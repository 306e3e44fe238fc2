//! Test utilities.
//!
//! [`EmpStateBuilder`] and [`PositionBuilder`] create snapshots with controlled values
//! for unit testing collateralization metrics without a node.
//!
//! [`StaticReference`] stands in for a deployed contract when configuring pricing
//! libraries.
//!

use alloy::primitives::{Address, B256, U256, address};

use crate::{
    pricing::ReferenceContract,
    state::{EmpState, SponsorPosition},
    types::ContractState,
};

const DEFAULT_EMP: Address = address!("0x00000000000000000000000000000000000e3e3e");
const DEFAULT_SPONSOR: Address = address!("0x000000000000000000000000000000000000bee5");

/// `10^18`, the on-chain representation of 1.0.
pub const WAD: u64 = 1_000_000_000_000_000_000;

pub fn scale(amount: u64, decimals: u8) -> U256 {
    U256::from(amount) * U256::from(10).pow(U256::from(decimals))
}

pub fn wad(amount: u64) -> U256 {
    scale(amount, 18)
}

/// Reference contract with a fixed expiration timestamp.
#[derive(Clone, Copy, Debug)]
pub struct StaticReference {
    address: Address,
    expiration_timestamp: Option<u64>,
}

impl StaticReference {
    pub fn new(address: Address, expiration_timestamp: u64) -> Self {
        Self {
            address,
            expiration_timestamp: Some(expiration_timestamp),
        }
    }

    /// Reference whose expiration timestamp can not be read.
    pub fn unreachable(address: Address) -> Self {
        Self {
            address,
            expiration_timestamp: None,
        }
    }
}

impl ReferenceContract for StaticReference {
    fn address(&self) -> Address {
        self.address
    }

    fn expiration_timestamp(&self) -> Option<u64> {
        self.expiration_timestamp
    }
}

/// Builder for creating test EmpState instances with controlled values.
///
/// # Example
///
/// ```ignore
/// use synths_sdk::testing::{EmpStateBuilder, wad};
///
/// let state = EmpStateBuilder::new()
///     .raw_total_position_collateral(wad(150))
///     .total_tokens_outstanding(wad(100))
///     .build();
/// ```
#[derive(Clone, Debug)]
pub struct EmpStateBuilder {
    state: EmpState,
}

impl Default for EmpStateBuilder {
    fn default() -> Self {
        Self::new()
    }
}

impl EmpStateBuilder {
    /// Create a new builder of an open, fee-free contract without positions.
    pub fn new() -> Self {
        Self {
            state: EmpState {
                address: DEFAULT_EMP,
                expiration_timestamp: 1_625_097_600,
                collateral_currency: Address::ZERO,
                price_identifier: B256::ZERO,
                token_currency: Address::ZERO,
                collateral_requirement: U256::from(1_250_000_000_000_000_000u64),
                dispute_bond_percentage: U256::from(WAD / 10),
                sponsor_dispute_reward_percentage: U256::from(WAD / 20),
                disputer_dispute_reward_percentage: U256::from(WAD / 5),
                min_sponsor_tokens: wad(5),
                cumulative_fee_multiplier: U256::from(WAD),
                raw_total_position_collateral: U256::ZERO,
                total_tokens_outstanding: U256::ZERO,
                liquidation_liveness: 7_200,
                withdrawal_liveness: 7_200,
                current_time: 1_609_459_200,
                contract_state: ContractState::Open,
                finder: Address::ZERO,
                expiry_price: U256::ZERO,
            },
        }
    }

    /// Set the contract address.
    pub fn address(mut self, address: Address) -> Self {
        self.state.address = address;
        self
    }

    pub fn expiration_timestamp(mut self, ts: u64) -> Self {
        self.state.expiration_timestamp = ts;
        self
    }

    pub fn current_time(mut self, ts: u64) -> Self {
        self.state.current_time = ts;
        self
    }

    pub fn collateral_currency(mut self, token: Address) -> Self {
        self.state.collateral_currency = token;
        self
    }

    pub fn token_currency(mut self, token: Address) -> Self {
        self.state.token_currency = token;
        self
    }

    /// Set the minimum collateralization ratio (`10^18` scaled).
    pub fn collateral_requirement(mut self, requirement: U256) -> Self {
        self.state.collateral_requirement = requirement;
        self
    }

    /// Set the cumulative fee multiplier (`10^18` scaled).
    pub fn cumulative_fee_multiplier(mut self, multiplier: U256) -> Self {
        self.state.cumulative_fee_multiplier = multiplier;
        self
    }

    pub fn raw_total_position_collateral(mut self, amount: U256) -> Self {
        self.state.raw_total_position_collateral = amount;
        self
    }

    pub fn total_tokens_outstanding(mut self, amount: U256) -> Self {
        self.state.total_tokens_outstanding = amount;
        self
    }

    pub fn contract_state(mut self, contract_state: ContractState) -> Self {
        self.state.contract_state = contract_state;
        self
    }

    pub fn expiry_price(mut self, price: U256) -> Self {
        self.state.expiry_price = price;
        self
    }

    pub fn build(self) -> EmpState {
        self.state
    }
}

/// Builder for creating test SponsorPosition instances with controlled values.
///
/// # Example
///
/// ```ignore
/// use synths_sdk::testing::{PositionBuilder, wad};
///
/// let position = PositionBuilder::new()
///     .raw_collateral(wad(3))
///     .tokens_outstanding(wad(10))
///     .build();
/// ```
#[derive(Clone, Debug)]
pub struct PositionBuilder {
    sponsor: Address,
    raw_collateral: U256,
    tokens_outstanding: U256,
    withdrawal_request_pass_timestamp: u64,
    withdrawal_request_amount: U256,
}

impl Default for PositionBuilder {
    fn default() -> Self {
        Self::new()
    }
}

impl PositionBuilder {
    /// Create a new builder of an empty position.
    pub fn new() -> Self {
        Self {
            sponsor: DEFAULT_SPONSOR,
            raw_collateral: U256::ZERO,
            tokens_outstanding: U256::ZERO,
            withdrawal_request_pass_timestamp: 0,
            withdrawal_request_amount: U256::ZERO,
        }
    }

    /// Set the sponsor address.
    pub fn sponsor(mut self, sponsor: Address) -> Self {
        self.sponsor = sponsor;
        self
    }

    /// Set the collateral locked in the position, in raw token units.
    pub fn raw_collateral(mut self, amount: U256) -> Self {
        self.raw_collateral = amount;
        self
    }

    /// Set the synthetic tokens minted by the position, in raw token units.
    pub fn tokens_outstanding(mut self, amount: U256) -> Self {
        self.tokens_outstanding = amount;
        self
    }

    /// Set a pending slow withdrawal.
    pub fn withdrawal_request(mut self, pass_timestamp: u64, amount: U256) -> Self {
        self.withdrawal_request_pass_timestamp = pass_timestamp;
        self.withdrawal_request_amount = amount;
        self
    }

    pub fn build(self) -> SponsorPosition {
        SponsorPosition::new(
            self.sponsor,
            self.raw_collateral,
            self.tokens_outstanding,
            self.withdrawal_request_pass_timestamp,
            self.withdrawal_request_amount,
        )
    }
}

= = =

Once the line with "pub fn unreachable(address: Address)" is found in the records above, print exactly that line and every line after it through the line with "self.address".

> RESPONSE
    pub fn unreachable(address: Address) -> Self {
        Self {
            address,
            expiration_timestamp: None,
        }
    }
}

impl ReferenceContract for StaticReference {
    fn address(&self) -> Address {
        self.address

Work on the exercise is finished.